In RNA there are a lot of compensatory mutations and consistent mutations. In a consistent mutation, the structure doesnt change e.g. an AU pair mutates to form a G pair. In a compensatory mutation there are actually two mutations, one disrupts the structure, but the second mutation restores it, for example an AU pair changes to a CU which does not pair well, but in turn the U mutates to a G to restore a CG pair. In an ideal world, if we have this knowledge, this is the be the key to predict the RNA structure, because evolution never lies. We can calculate the mutual information content for two different RNAs and compare it. In other words, you compare the probabilities of two base pair structures agreeing randomly vs. if they have evolved to be conserve the structure.

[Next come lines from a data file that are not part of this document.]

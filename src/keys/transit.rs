// SPDX-License-Identifier: AGPL-3.0-or-later
//
// Copyright (C) 2026 Auth Server Contributors

//! Vault Transit engine client.
//!
//! ## Security
//!
//! - Signing happens inside Vault; the private key is not exportable
//! - All calls carry a bounded timeout
//! - The transit key is created at startup if it does not exist
//!   (`ecdsa-p256`, signatures marshaled as JWS)

use std::collections::HashMap;
use std::time::Duration;

use async_trait::async_trait;
use base64ct::{Base64, Encoding};
use reqwest::StatusCode;
use serde::Deserialize;
use serde_json::json;

use crate::config::VaultConfig;

use super::authority::{Signature, SigningAuthority};
use super::error::KeyError;
use super::material::{key_id, spki_coordinates, KeySet, VerificationKey};

/// Timeout applied to every Vault call.
const REQUEST_TIMEOUT: Duration = Duration::from_secs(10);

/// Client for the Vault Transit engine.
pub struct TransitClient {
    http: reqwest::Client,
    address: String,
    token: String,
    key_name: String,
}

#[derive(Debug, Deserialize)]
struct SignResponse {
    data: SignData,
}

#[derive(Debug, Deserialize)]
struct SignData {
    signature: String,
}

#[derive(Debug, Deserialize)]
struct ReadKeyResponse {
    data: ReadKeyData,
}

#[derive(Debug, Deserialize)]
struct ReadKeyData {
    keys: HashMap<String, KeyVersion>,
    latest_version: u32,
    #[serde(default)]
    min_decryption_version: u32,
}

#[derive(Debug, Deserialize)]
struct KeyVersion {
    #[serde(default)]
    public_key: Option<String>,
}

impl TransitClient {
    /// Build a client and ensure the transit key exists, creating it when
    /// absent. Fails fast when Vault is unreachable or the key cannot be
    /// provisioned.
    pub async fn new(config: &VaultConfig) -> Result<Self, KeyError> {
        let http = reqwest::Client::builder()
            .timeout(REQUEST_TIMEOUT)
            .build()
            .map_err(KeyError::upstream)?;

        let client = Self {
            http,
            address: config.address.trim_end_matches('/').to_string(),
            token: config.token.clone(),
            key_name: config.transit_key.clone(),
        };
        client.ensure_key().await?;
        Ok(client)
    }

    fn url(&self, path: &str) -> String {
        format!("{}/v1/{path}", self.address)
    }

    /// Create the transit key if it does not exist yet.
    async fn ensure_key(&self) -> Result<(), KeyError> {
        let response = self
            .http
            .get(self.url(&format!("transit/keys/{}", self.key_name)))
            .header("X-Vault-Token", &self.token)
            .send()
            .await
            .map_err(KeyError::upstream)?;

        match response.status() {
            status if status.is_success() => Ok(()),
            StatusCode::NOT_FOUND => {
                let response = self
                    .http
                    .post(self.url(&format!("transit/keys/{}", self.key_name)))
                    .header("X-Vault-Token", &self.token)
                    .json(&json!({ "type": "ecdsa-p256", "exportable": false }))
                    .send()
                    .await
                    .map_err(KeyError::upstream)?;
                if response.status().is_success() {
                    tracing::info!(key = %self.key_name, "created transit signing key");
                    Ok(())
                } else {
                    Err(KeyError::upstream(format!(
                        "failed to create transit key: HTTP {}",
                        response.status()
                    )))
                }
            }
            status => Err(KeyError::upstream(format!(
                "failed to read transit key: HTTP {status}"
            ))),
        }
    }
}

/// Parse Vault's `vault:v{N}:{sig}` signature envelope. The version
/// names the key that actually signed, which the JWT header kid must
/// match.
fn parse_envelope(raw: &str) -> Result<Signature, KeyError> {
    let mut parts = raw.splitn(3, ':');
    match (parts.next(), parts.next(), parts.next()) {
        (Some("vault"), Some(version), Some(signature)) => {
            let key_version = version
                .strip_prefix('v')
                .and_then(|n| n.parse().ok())
                .ok_or_else(|| KeyError::malformed("unexpected signature envelope"))?;
            Ok(Signature {
                signature: signature.to_string(),
                key_version,
            })
        }
        _ => Err(KeyError::malformed("unexpected signature envelope")),
    }
}

#[async_trait]
impl SigningAuthority for TransitClient {
    async fn sign(&self, payload: &[u8]) -> Result<Signature, KeyError> {
        let response = self
            .http
            .post(self.url(&format!("transit/sign/{}", self.key_name)))
            .header("X-Vault-Token", &self.token)
            .json(&json!({
                "input": Base64::encode_string(payload),
                "marshaling_algorithm": "jws",
            }))
            .send()
            .await
            .map_err(KeyError::upstream)?;

        if !response.status().is_success() {
            return Err(KeyError::upstream(format!(
                "sign request failed: HTTP {}",
                response.status()
            )));
        }

        let body: SignResponse = response
            .json()
            .await
            .map_err(|err| KeyError::malformed(format!("sign response: {err}")))?;

        parse_envelope(&body.data.signature)
    }

    async fn fetch_key_set(&self) -> Result<KeySet, KeyError> {
        let response = self
            .http
            .get(self.url(&format!("transit/keys/{}", self.key_name)))
            .header("X-Vault-Token", &self.token)
            .send()
            .await
            .map_err(KeyError::upstream)?;

        if !response.status().is_success() {
            return Err(KeyError::upstream(format!(
                "key read failed: HTTP {}",
                response.status()
            )));
        }

        let body: ReadKeyResponse = response
            .json()
            .await
            .map_err(|err| KeyError::malformed(format!("key read response: {err}")))?;

        let min_version = body.data.min_decryption_version.max(1);
        let mut keys = Vec::new();
        for (version, material) in &body.data.keys {
            let version: u32 = version
                .parse()
                .map_err(|_| KeyError::malformed(format!("non-numeric key version {version:?}")))?;
            if version < min_version {
                continue;
            }
            let pem_text = material
                .public_key
                .as_deref()
                .ok_or_else(|| KeyError::malformed("key version without public key"))?;
            let (x, y) = spki_coordinates(pem_text)?;
            keys.push(VerificationKey {
                version,
                kid: key_id(&self.key_name, version),
                x,
                y,
            });
        }

        KeySet::new(body.data.latest_version, keys)
    }

    async fn rotate(&self) -> Result<(), KeyError> {
        let response = self
            .http
            .post(self.url(&format!("transit/keys/{}/rotate", self.key_name)))
            .header("X-Vault-Token", &self.token)
            .send()
            .await
            .map_err(KeyError::upstream)?;

        if response.status().is_success() {
            Ok(())
        } else {
            Err(KeyError::upstream(format!(
                "rotate request failed: HTTP {}",
                response.status()
            )))
        }
    }
}
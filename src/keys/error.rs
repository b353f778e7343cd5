// SPDX-License-Identifier: AGPL-3.0-or-later
//
// Copyright (C) 2026 Auth Server Contributors

//! Key authority errors.

/// Errors from the signing authority or the key cache.
///
/// `Upstream` is transient (network, timeout, 5xx from the authority)
/// and maps to a retryable 5xx at the HTTP boundary. `Malformed` means
/// the authority returned key material this service cannot use, which is
/// a configuration fault and is not retried.
#[derive(Debug, thiserror::Error)]
pub enum KeyError {
    #[error("key authority request failed: {0}")]
    Upstream(String),

    #[error("malformed response from key authority: {0}")]
    Malformed(String),
}

impl KeyError {
    pub fn upstream(err: impl std::fmt::Display) -> Self {
        Self::Upstream(err.to_string())
    }

    pub fn malformed(detail: impl Into<String>) -> Self {
        Self::Malformed(detail.into())
    }
}
// SPDX-License-Identifier: AGPL-3.0-or-later
//
// Copyright (C) 2026 Auth Server Contributors

//! Operational counters, exposed in Prometheus format at `/metrics`.

use metrics::counter;

pub fn record_authorization_request(result: &'static str) {
    counter!("auth_authorization_requests_total", "result" => result).increment(1);
}

pub fn record_token_request(grant_type: &str, result: &'static str) {
    // Unknown grant types collapse into one label value to keep
    // cardinality bounded.
    let grant = match grant_type {
        "authorization_code" | "refresh_token" => grant_type.to_string(),
        _ => "other".to_string(),
    };
    counter!("auth_token_requests_total", "grant_type" => grant, "result" => result).increment(1);
}

pub fn record_token_issued(token_type: &'static str) {
    counter!("auth_tokens_issued_total", "token_type" => token_type).increment(1);
}

pub fn record_introspection_request(outcome: &'static str) {
    counter!("auth_introspection_requests_total", "outcome" => outcome).increment(1);
}

pub fn record_key_rotation(result: &'static str) {
    counter!("auth_key_rotations_total", "result" => result).increment(1);
}

#[cfg(test)]
mod tests {
    use super::*;

    #[test]
    fn recording_without_a_recorder_is_a_no_op() {
        // The macros must not panic when no global recorder is installed.
        record_authorization_request("success");
        record_token_request("authorization_code", "error");
        record_token_request("password", "error");
        record_token_issued("access_token");
        record_introspection_request("inactive");
        record_key_rotation("success");
    }
}
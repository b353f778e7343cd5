// SPDX-License-Identifier: AGPL-3.0-or-later
//
// Copyright (C) 2026 Auth Server Contributors

use axum::{
    routing::{get, post},
    Router,
};
use tower_http::{
    cors::CorsLayer,
    request_id::{MakeRequestUuid, PropagateRequestIdLayer, SetRequestIdLayer},
    trace::TraceLayer,
};
use utoipa::OpenApi;
use utoipa_swagger_ui::SwaggerUi;

use crate::{
    models::{
        IntrospectionForm, IntrospectionResponse, Jwk, JwkSet, OAuthError, TokenForm,
        TokenResponse,
    },
    state::AppState,
};

pub mod authorize;
pub mod health;
pub mod introspect;
pub mod jwks;
pub mod metrics;
pub mod token;

pub fn router(state: AppState) -> Router {
    let routes = Router::new()
        .route("/authorize", get(authorize::authorize))
        .route("/token", post(token::token))
        .route("/introspect", post(introspect::introspect))
        .route("/.well-known/jwks.json", get(jwks::jwks))
        .route("/health", get(health::health))
        .route("/health/live", get(health::liveness))
        .route("/metrics", get(metrics::metrics))
        .with_state(state);

    Router::new()
        .merge(routes)
        .merge(SwaggerUi::new("/docs").url("/api-doc/openapi.json", ApiDoc::openapi()))
        .layer(SetRequestIdLayer::x_request_id(MakeRequestUuid))
        .layer(PropagateRequestIdLayer::x_request_id())
        .layer(TraceLayer::new_for_http())
        .layer(CorsLayer::permissive())
}

#[derive(OpenApi)]
#[openapi(
    paths(
        authorize::authorize,
        token::token,
        introspect::introspect,
        jwks::jwks,
        health::health,
        health::liveness,
        metrics::metrics
    ),
    components(
        schemas(
            TokenForm,
            TokenResponse,
            OAuthError,
            IntrospectionForm,
            IntrospectionResponse,
            Jwk,
            JwkSet,
            health::ReadyResponse,
            health::HealthChecks,
            health::HealthResponse
        )
    ),
    tags(
        (name = "OAuth", description = "Authorization, token exchange and introspection"),
        (name = "Keys", description = "Published verification keys"),
        (name = "Health", description = "Probes and operational metrics")
    )
)]
struct ApiDoc;

#[cfg(test)]
mod tests {
    use axum::{
        body::{to_bytes, Body},
        http::{header, Request, StatusCode},
    };
    use tower::ServiceExt;

    use crate::models::{IntrospectionResponse, TokenResponse};

    use super::*;

    // RFC 7636 appendix B test vector.
    const VERIFIER: &str = "dBjftJeZ4CVP-mB92K27uhbUJU1p1r_wW1gFWFOEjXk";
    const CHALLENGE: &str = "E9Melhoa2OwvFrEMTJguCHaoeK1t8URWbuGJSstw-cM";

    fn authorize_uri() -> String {
        format!(
            "/authorize?response_type=code&client_id=demo\
             &redirect_uri=http%3A%2F%2Flocalhost%2Fcb&scope=openid\
             &state=xyz&code_challenge={CHALLENGE}&code_challenge_method=S256"
        )
    }

    fn form_request(uri: &str, body: String) -> Request<Body> {
        Request::builder()
            .method("POST")
            .uri(uri)
            .header(
                header::CONTENT_TYPE,
                "application/x-www-form-urlencoded",
            )
            .body(Body::from(body))
            .unwrap()
    }

    async fn json_body<T: serde::de::DeserializeOwned>(response: axum::response::Response) -> T {
        let bytes = to_bytes(response.into_body(), usize::MAX).await.unwrap();
        serde_json::from_slice(&bytes).unwrap()
    }

    #[tokio::test]
    async fn full_flow_over_http() {
        let app = router(AppState::for_tests());

        // Authorize: expect a 302 carrying the code.
        let response = app
            .clone()
            .oneshot(
                Request::builder()
                    .uri(authorize_uri())
                    .body(Body::empty())
                    .unwrap(),
            )
            .await
            .unwrap();
        assert_eq!(response.status(), StatusCode::FOUND);
        let location = response.headers()[header::LOCATION].to_str().unwrap();
        let redirect = url::Url::parse(location).unwrap();
        let code = redirect
            .query_pairs()
            .find(|(k, _)| k == "code")
            .map(|(_, v)| v.into_owned())
            .expect("redirect carries a code");

        // Exchange the code.
        let body = format!(
            "grant_type=authorization_code&code={code}\
             &redirect_uri=http%3A%2F%2Flocalhost%2Fcb&client_id=demo\
             &code_verifier={VERIFIER}"
        );
        let response = app
            .clone()
            .oneshot(form_request("/token", body.clone()))
            .await
            .unwrap();
        assert_eq!(response.status(), StatusCode::OK);
        assert_eq!(response.headers()[header::CACHE_CONTROL], "no-store");
        let tokens: TokenResponse = json_body(response).await;
        assert_eq!(tokens.token_type, "Bearer");
        assert!(tokens.id_token.is_some());

        // Replay fails with the uniform error.
        let response = app
            .clone()
            .oneshot(form_request("/token", body))
            .await
            .unwrap();
        assert_eq!(response.status(), StatusCode::BAD_REQUEST);

        // Introspect the access token using itself as caller credential.
        let response = app
            .clone()
            .oneshot(
                Request::builder()
                    .method("POST")
                    .uri("/introspect")
                    .header(
                        header::AUTHORIZATION,
                        format!("Bearer {}", tokens.access_token),
                    )
                    .header(
                        header::CONTENT_TYPE,
                        "application/x-www-form-urlencoded",
                    )
                    .body(Body::from(format!("token={}", tokens.access_token)))
                    .unwrap(),
            )
            .await
            .unwrap();
        assert_eq!(response.status(), StatusCode::OK);
        let introspection: IntrospectionResponse = json_body(response).await;
        assert!(introspection.active);
        assert_eq!(introspection.sub.as_deref(), Some("demo-user"));
    }

    #[tokio::test]
    async fn well_known_endpoints_answer() {
        let app = router(AppState::for_tests());

        for uri in ["/.well-known/jwks.json", "/health", "/health/live", "/metrics"] {
            let response = app
                .clone()
                .oneshot(Request::builder().uri(uri).body(Body::empty()).unwrap())
                .await
                .unwrap();
            assert_eq!(response.status(), StatusCode::OK, "GET {uri}");
        }
    }

    #[tokio::test]
    async fn introspection_requires_authorization() {
        let app = router(AppState::for_tests());

        let response = app
            .oneshot(form_request("/introspect", "token=abc".into()))
            .await
            .unwrap();
        assert_eq!(response.status(), StatusCode::UNAUTHORIZED);
    }
}
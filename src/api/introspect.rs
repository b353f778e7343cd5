// SPDX-License-Identifier: AGPL-3.0-or-later
//
// Copyright (C) 2026 Auth Server Contributors

use axum::{
    extract::State,
    http::{header, HeaderMap},
    Form, Json,
};

use crate::error::ApiError;
use crate::metrics::record_introspection_request;
use crate::models::{IntrospectionForm, IntrospectionResponse};
use crate::state::AppState;
use crate::tokens::TokenError;

/// Introspection endpoint (RFC 7662).
///
/// The caller authenticates with a valid bearer access token of its
/// own; RFC 7662 §2.1 requires introspection to be authorized so the
/// endpoint cannot be used as a token oracle. The introspected token is
/// reported as a bare `active: false` whenever it fails validation.
#[utoipa::path(
    post,
    path = "/introspect",
    request_body(content = IntrospectionForm, content_type = "application/x-www-form-urlencoded"),
    tag = "OAuth",
    responses(
        (status = 200, description = "Introspection result", body = IntrospectionResponse),
        (status = 400, description = "Missing token parameter"),
        (status = 401, description = "Caller is not authorized"),
        (status = 503, description = "Key material unavailable")
    )
)]
pub async fn introspect(
    State(state): State<AppState>,
    headers: HeaderMap,
    Form(form): Form<IntrospectionForm>,
) -> Result<Json<IntrospectionResponse>, ApiError> {
    let bearer = headers
        .get(header::AUTHORIZATION)
        .and_then(|value| value.to_str().ok())
        .and_then(|value| value.strip_prefix("Bearer "))
        .ok_or_else(|| ApiError::unauthorized("Bearer token required"))?;

    match state.tokens.validate_access_token(bearer).await {
        Ok(_) => {}
        Err(TokenError::Invalid) => {
            return Err(ApiError::unauthorized("Invalid bearer token"));
        }
        Err(err) => {
            tracing::warn!(error = %err, "caller validation unavailable");
            return Err(ApiError::unavailable("Key material unavailable"));
        }
    }

    if form.token.is_empty() {
        return Err(ApiError::bad_request("token parameter is required"));
    }

    match state.oauth.introspect(&form.token).await {
        Ok(response) => {
            record_introspection_request(if response.active { "active" } else { "inactive" });
            Ok(Json(response))
        }
        Err(err) => {
            tracing::warn!(error = %err, "introspection unavailable");
            Err(ApiError::unavailable("Key material unavailable"))
        }
    }
}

The mutual information content is calculated via this formula:

\[M_{i j}=\sum_{X, Y} f_{i j}(X Y) \log \frac{f_{i j}(X Y)}{f_{i}(X) f_{j}(Y)} \nonumber \]

If we normalize these probabilities, and store the MI in bits, we can plot it in a 3D model and track the evolutionary signatures. In fact, this was the method for determining the structure of ribosomal RNAs long before they were found by crystallography.

The real problem is that we dont have so much information, so what we usually do is combine the folding prediction methods with phylogenetic information in order to get a reliable prediction. The most common way to do this is to combine to Zuker algorithm with some covariance scores. For example, we add stabilizing energy if we have a compensatory mutation, and destabilizing energy if we have a single nucleotide mutation.